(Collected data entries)

//! Typed access to the target host.
//!
//! Phases never shell out directly. They ask a [`Host`] typed questions
//! ("is this package installed?", "does this role exist?") and request
//! minimal mutations. [`SystemHost`] implements the trait with the
//! AlmaLinux tool chain.

mod command;
mod parse;
mod system;

#[cfg(test)]
pub(crate) mod fake;

pub use command::{CommandOutput, CommandRunner, CommandSpec};
pub use parse::{listener_process, missing_packages, parse_firewall_services, parse_listeners, parse_psql_bool};
pub use system::SystemHost;

use crate::error::Result;
use async_trait::async_trait;
use serde::Serialize;
use std::collections::BTreeSet;
use std::ffi::OsStr;
use std::path::{Path, PathBuf};

/// A systemd unit operation.
#[derive(Debug, Clone, Copy, PartialEq, Eq, Serialize)]
#[serde(rename_all = "lowercase")]
pub enum ServiceAction {
    /// Enable at boot.
    Enable,
    /// Start now.
    Start,
    /// Restart now.
    Restart,
    /// Stop now.
    Stop,
    /// Reload configuration.
    Reload,
}

impl ServiceAction {
    /// `systemctl` verb.
    #[must_use]
    pub const fn verb(self) -> &'static str {
        match self {
            Self::Enable => "enable",
            Self::Start => "start",
            Self::Restart => "restart",
            Self::Stop => "stop",
            Self::Reload => "reload",
        }
    }
}

impl std::fmt::Display for ServiceAction {
    fn fmt(&self, f: &mut std::fmt::Formatter<'_>) -> std::fmt::Result {
        write!(f, "{}", self.verb())
    }
}

/// Observed state of a systemd unit.
#[derive(Debug, Clone, Copy, Default, PartialEq, Eq, Serialize)]
pub struct ServiceState {
    /// `systemctl is-active` reported `active`.
    pub active: bool,
    /// `systemctl is-enabled` reported `enabled`.
    pub enabled: bool,
}

/// A TCP listener found on the host.
#[derive(Debug, Clone, PartialEq, Eq, Serialize)]
pub struct Listener {
    /// Local port.
    pub port: u16,
    /// Local address as reported by `ss`.
    pub address: String,
    /// Owning process name, when visible.
    pub process: Option<String>,
}

/// Free space on the filesystem holding a path.
#[derive(Debug, Clone, PartialEq, Eq, Serialize)]
pub struct DiskSpace {
    /// Mount point of the filesystem.
    pub mount: String,
    /// Bytes available to unprivileged writers.
    pub available_bytes: u64,
}

/// Ownership and mode for a single file or directory.
#[derive(Debug, Clone, PartialEq, Eq, Serialize)]
pub struct FilePerms {
    /// Octal permission bits.
    pub mode: u32,
    /// Owning user; `None` leaves ownership unchanged.
    pub owner: Option<String>,
    /// Owning group; `None` leaves ownership unchanged.
    pub group: Option<String>,
}

impl FilePerms {
    /// Root-owned file with the given mode.
    #[must_use]
    pub fn root(mode: u32) -> Self {
        Self {
            mode,
            owner: Some(String::from("root")),
            group: Some(String::from("root")),
        }
    }

    /// Owned by `owner:group` with the given mode.
    #[must_use]
    pub fn owned(mode: u32, owner: impl Into<String>, group: impl Into<String>) -> Self {
        Self {
            mode,
            owner: Some(owner.into()),
            group: Some(group.into()),
        }
    }
}

/// Ownership and modes applied recursively to a tree.
#[derive(Debug, Clone, PartialEq, Eq, Serialize)]
pub struct TreePerms {
    /// Owning user.
    pub owner: String,
    /// Owning group.
    pub group: String,
    /// Mode for directories.
    pub dir_mode: u32,
    /// Mode for regular files.
    pub file_mode: u32,
}

/// Outcome of a tree mirror.
#[derive(Debug, Clone, Copy, Default, PartialEq, Eq, Serialize)]
pub struct SyncReport {
    /// Files copied because they were new or different.
    pub copied: usize,
    /// Files and directories removed from the destination.
    pub removed: usize,
}

impl SyncReport {
    /// Returns true if the destination was modified.
    #[must_use]
    pub const fn changed(&self) -> bool {
        self.copied > 0 || self.removed > 0
    }
}

impl std::fmt::Display for SyncReport {
    fn fmt(&self, f: &mut std::fmt::Formatter<'_>) -> std::fmt::Result {
        write!(f, "{} copied, {} removed", self.copied, self.removed)
    }
}

/// Whether `rel`, relative to a mirrored root, lies under a top-level entry
/// named in `exclude`.
#[must_use]
pub fn is_excluded(rel: &Path, exclude: &[String]) -> bool {
    rel.components()
        .next()
        .is_some_and(|first| exclude.iter().any(|e| first.as_os_str() == OsStr::new(e)))
}

/// A system account to create.
#[derive(Debug, Clone, PartialEq, Eq, Serialize)]
pub struct ServiceAccount {
    /// User name; a group of the same name is created with it.
    pub name: String,
    /// Home directory (not created).
    pub home: PathBuf,
    /// Login shell.
    pub shell: String,
}

/// Which half of the application is being built.
#[derive(Debug, Clone, Copy, PartialEq, Eq, Serialize)]
#[serde(rename_all = "lowercase")]
pub enum Component {
    /// Maven project.
    Backend,
    /// npm project.
    Frontend,
}

impl std::fmt::Display for Component {
    fn fmt(&self, f: &mut std::fmt::Formatter<'_>) -> std::fmt::Result {
        match self {
            Self::Backend => write!(f, "backend"),
            Self::Frontend => write!(f, "frontend"),
        }
    }
}

/// A build to run in a working copy.
#[derive(Debug, Clone, PartialEq, Eq)]
pub struct BuildStep {
    /// Component being built.
    pub component: Component,
    /// Working copy to build in.
    pub dir: PathBuf,
}

impl BuildStep {
    /// Commands run, in order, for this step.
    #[must_use]
    pub fn commands(&self) -> Vec<CommandSpec> {
        match self.component {
            Component::Backend => vec![
                CommandSpec::new("mvn")
                    .args(["-B", "-q", "-DskipTests", "package"])
                    .with_cwd(&self.dir),
            ],
            Component::Frontend => vec![
                CommandSpec::new("npm")
                    .args(["ci", "--no-audit", "--no-fund"])
                    .with_cwd(&self.dir),
                CommandSpec::new("npm").args(["run", "build"]).with_cwd(&self.dir),
            ],
        }
    }
}

/// An ACME certificate request.
#[derive(Debug, Clone, PartialEq, Eq)]
pub struct CertificateRequest {
    /// Domain to certify.
    pub domain: String,
    /// Contact address registered with the CA.
    pub email: String,
    /// Directory served for the HTTP-01 challenge.
    pub webroot: PathBuf,
}

/// Typed operations against the target host.
///
/// Query methods never mutate. Mutating methods perform exactly the change
/// requested and nothing else.
#[cfg_attr(test, mockall::automock)]
#[async_trait]
pub trait Host: Send + Sync {
    /// Effective uid of the orchestrator process.
    async fn effective_uid(&self) -> u32;

    /// Free space on the filesystem holding `path` (or its nearest existing ancestor).
    async fn available_space(&self, path: &Path) -> Result<DiskSpace>;

    /// TCP listeners currently bound.
    async fn listeners(&self) -> Result<Vec<Listener>>;

    /// Subset of `names` that is not installed.
    async fn missing_packages(&self, names: &[String]) -> Result<Vec<String>>;

    /// Installs packages in one transaction.
    async fn install_packages(&self, names: &[String]) -> Result<()>;

    /// Services allowed in the permanent firewall configuration.
    async fn firewall_services(&self) -> Result<BTreeSet<String>>;

    /// Permanently allows a service.
    async fn firewall_add_service(&self, service: &str) -> Result<()>;

    /// Permanently removes a service.
    async fn firewall_remove_service(&self, service: &str) -> Result<()>;

    /// Applies the permanent configuration to the runtime.
    async fn firewall_reload(&self) -> Result<()>;

    /// State of a systemd unit.
    async fn service_state(&self, unit: &str) -> Result<ServiceState>;

    /// Runs a `systemctl` action on a unit.
    async fn service_action(&self, action: ServiceAction, unit: &str) -> Result<()>;

    /// Reloads systemd unit files.
    async fn daemon_reload(&self) -> Result<()>;

    /// Initializes the PostgreSQL cluster.
    async fn init_database_cluster(&self) -> Result<()>;

    /// Whether a database role exists.
    async fn role_exists(&self, role: &str) -> Result<bool>;

    /// Creates a login role with a password.
    async fn create_role(&self, role: &str, password: &str) -> Result<()>;

    /// Sets the password of an existing role.
    async fn set_role_password(&self, role: &str, password: &str) -> Result<()>;

    /// Whether a database exists.
    async fn database_exists(&self, name: &str) -> Result<bool>;

    /// Creates a database owned by `owner`.
    async fn create_database(&self, name: &str, owner: &str) -> Result<()>;

    /// Whether a system user exists.
    async fn user_exists(&self, name: &str) -> Result<bool>;

    /// Creates a system user and its group.
    async fn create_system_user(&self, account: &ServiceAccount) -> Result<()>;

    /// Whether a path exists.
    async fn path_exists(&self, path: &Path) -> Result<bool>;

    /// Whether a file or directory exists and can be read.
    async fn is_readable(&self, path: &Path) -> Result<bool>;

    /// Reads a file; `None` if it does not exist.
    async fn read_file(&self, path: &Path) -> Result<Option<Vec<u8>>>;

    /// Writes a file atomically and applies `perms`. Parent directories are created.
    async fn write_file(&self, path: &Path, contents: &[u8], perms: &FilePerms) -> Result<()>;

    /// Applies `perms` to an existing path; returns true if anything changed.
    async fn set_perms(&self, path: &Path, perms: &FilePerms) -> Result<bool>;

    /// Removes a file if present.
    async fn remove_file(&self, path: &Path) -> Result<()>;

    /// Creates a directory (and parents); returns true if it was created.
    async fn ensure_dir(&self, path: &Path, perms: &FilePerms) -> Result<bool>;

    /// SHA-256 of a file; `None` if it does not exist.
    async fn file_digest(&self, path: &Path) -> Result<Option<String>>;

    /// Copies a file and applies `perms`.
    async fn copy_file(&self, src: &Path, dst: &Path, perms: &FilePerms) -> Result<()>;

    /// Makes `dst` an exact mirror of `src`, leaving top-level entries named in
    /// `exclude` untouched on both sides.
    async fn mirror_tree(&self, src: &Path, dst: &Path, exclude: &[String]) -> Result<SyncReport>;

    /// Hex SHA-256 over relative paths and contents of the files below `root`,
    /// skipping top-level entries named in `exclude`.
    async fn tree_digest(&self, root: &Path, exclude: &[String]) -> Result<String>;

    /// Names of regular files directly inside `dir`.
    async fn list_files(&self, dir: &Path) -> Result<Vec<String>>;

    /// Applies ownership and modes below `root`; returns the number of entries changed.
    async fn apply_tree_perms(&self, root: &Path, perms: &TreePerms) -> Result<usize>;

    /// Runs a build in its working copy.
    async fn run_build(&self, step: &BuildStep) -> Result<()>;

    /// Checks the reverse proxy configuration (`nginx -t`).
    async fn test_proxy_config(&self) -> Result<()>;

    /// Requests a certificate from the ACME CA.
    async fn request_certificate(&self, request: &CertificateRequest) -> Result<()>;
}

**Exercise**
Return only this span, exactly: the line that contains "dst: &Path, perms: &FilePerms) -> Result<()>;" and all lines after it to the end of the records.

**Problem solution**
    async fn copy_file(&self, src: &Path, dst: &Path, perms: &FilePerms) -> Result<()>;

    /// Makes `dst` an exact mirror of `src`, leaving top-level entries named in
    /// `exclude` untouched on both sides.
    async fn mirror_tree(&self, src: &Path, dst: &Path, exclude: &[String]) -> Result<SyncReport>;

    /// Hex SHA-256 over relative paths and contents of the files below `root`,
    /// skipping top-level entries named in `exclude`.
    async fn tree_digest(&self, root: &Path, exclude: &[String]) -> Result<String>;

    /// Names of regular files directly inside `dir`.
    async fn list_files(&self, dir: &Path) -> Result<Vec<String>>;

    /// Applies ownership and modes below `root`; returns the number of entries changed.
    async fn apply_tree_perms(&self, root: &Path, perms: &TreePerms) -> Result<usize>;

    /// Runs a build in its working copy.
    async fn run_build(&self, step: &BuildStep) -> Result<()>;

    /// Checks the reverse proxy configuration (`nginx -t`).
    async fn test_proxy_config(&self) -> Result<()>;

    /// Requests a certificate from the ACME CA.
    async fn request_certificate(&self, request: &CertificateRequest) -> Result<()>;
}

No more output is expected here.